Jimbo Fisher Sep 30, 2023; Arlington, Texas, USA; Texas A&M Aggies head coach Jimbo Fisher before the game between the Texas A&M Aggies and the Arkansas Razorbacks at AT&T Stadium. Mandatory Credit: Jerome Miron-USA TODAY Sports

For the first time since the 1987 season, longtime head coach Jimbo Fisher has not been employed in college football.

Starting with an assistant coaching stint at Samford, his alma mater, Fisher worked his way up at various jobs nationwide. From 2000-06, he was Nick Saban’s offensive coordinator with the LSU Tigers.  Then, Saban went to the NFL to coach the Miami Dolphins. Fisher joined Bobby Bowden’s staff as Florida State’s offensive coordinator, eventually replacing the legendary head coach after his 2009 retirement.
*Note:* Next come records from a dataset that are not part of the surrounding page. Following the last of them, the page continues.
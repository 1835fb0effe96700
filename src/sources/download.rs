//! Plain URL downloads.

use std::fs;
use std::path::{Path, PathBuf};

use url::Url;

use crate::util::errors::MixDownError;
use crate::util::hash::short_hash;

/// Deterministic file name for a URL: its last non-empty path segment, or
/// `download-<hash>` when it has none.
pub fn url_to_filename(url: &str) -> String {
    let segment = Url::parse(url).ok().and_then(|parsed| {
        parsed
            .path_segments()
            .and_then(|segments| segments.filter(|s| !s.is_empty()).last().map(str::to_string))
    });

    if let Some(segment) = segment {
        let sanitized: String = segment
            .chars()
            .map(|c| {
                if c.is_alphanumeric() || c == '-' || c == '_' || c == '.' || c == '+' {
                    c
                } else {
                    '_'
                }
            })
            .collect();
        if sanitized != "." && sanitized != ".." {
            return sanitized;
        }
    }

    format!("download-{}", short_hash(url, 16))
}

/// Download `url` into `download_dir`, creating it if needed, and return
/// the path of the downloaded file.
pub fn download(url: &str, download_dir: &Path) -> Result<PathBuf, MixDownError> {
    let failed = |message: String| MixDownError::DownloadFailed {
        url: url.to_string(),
        message,
    };

    fs::create_dir_all(download_dir).map_err(|e| MixDownError::io(download_dir, e))?;
    let dest = download_dir.join(url_to_filename(url));

    let parsed = Url::parse(url).map_err(|e| failed(e.to_string()))?;
    if parsed.scheme() == "file" {
        let source = parsed
            .to_file_path()
            .map_err(|_| failed("not a local file path".to_string()))?;
        fs::copy(&source, &dest).map_err(|e| failed(format!("{}: {}", source.display(), e)))?;
        tracing::debug!("copied {} to {}", source.display(), dest.display());
        return Ok(dest);
    }

    tracing::info!("Downloading {}", url);
    let response = reqwest::blocking::get(url).map_err(|e| failed(e.to_string()))?;
    if !response.status().is_success() {
        return Err(failed(format!("HTTP {}", response.status())));
    }
    let bytes = response.bytes().map_err(|e| failed(e.to_string()))?;

    fs::write(&dest, &bytes).map_err(|e| MixDownError::io(&dest, e))?;
    tracing::debug!("downloaded {} bytes to {}", bytes.len(), dest.display());

    Ok(dest)
}
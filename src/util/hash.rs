//! Hashing utilities.

use sha2::{Digest, Sha256};

/// Compute SHA256 hash of a byte slice.
pub fn sha256_bytes(data: &[u8]) -> String {
    let mut hasher = Sha256::new();
    hasher.update(data);
    hex::encode(hasher.finalize())
}

/// Compute SHA256 hash of a string.
pub fn sha256_str(s: &str) -> String {
    sha256_bytes(s.as_bytes())
}

/// First `len` hex digits of the SHA256 of `s`.
pub fn short_hash(s: &str, len: usize) -> String {
    let mut hash = sha256_str(s);
    hash.truncate(len);
    hash
}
Fisher’s time at Florida State was a great success. The Seminoles went 83-23 under Fisher. That record includes a 2012 season that saw them go 14-0 and win the BCS National Championship. From 2018-23, Fisher coached Texas A&M to a 45-25 record, never making an SEC Championship.

Since he parted ways with A&M, Fisher hasn’t been in the news often. That changed this week, though, when he appeared on College Sports on SiriusXM. The longtime coach sounded off on what he thinks are the biggest issues in college football right now.

“College football is — I complain about it, it’s still the greatest game. As much as I love NFL, and I’m crazy about it, and I respect it, but college football, man, you don’t know — 18, 22 teams, you don’t know what you’re going to get. I mean, it’s still so — I love college basketball, all those things, I love all college sports, but college football man, we need a commissioner. We need revenue sharing. We need a salary cap, for all schools, and if you’re caught — and the other part of this, the tampering that other schools do with players, is utterly ridiculous,” Fisher said via On3.

Fisher then expanded on his point, saying that the system is very slanted towards big schools.

“I mean, the big schools are going and getting players constantly from other schools, and it’s being done illegally. Those guys are developing players, and all of a sudden their guys, you know, that team shouldn’t have an advantage, financially, to be able to take care of a guy that another school doesn’t, and it’s wrong… I thought, really, when NIL came in, we thought it would be good, because some of this — there were teams that were doing NIL before NIL was popular, okay? … I thought NIL would at least make it fair, take the cheating out of ball. It’s made it worse.”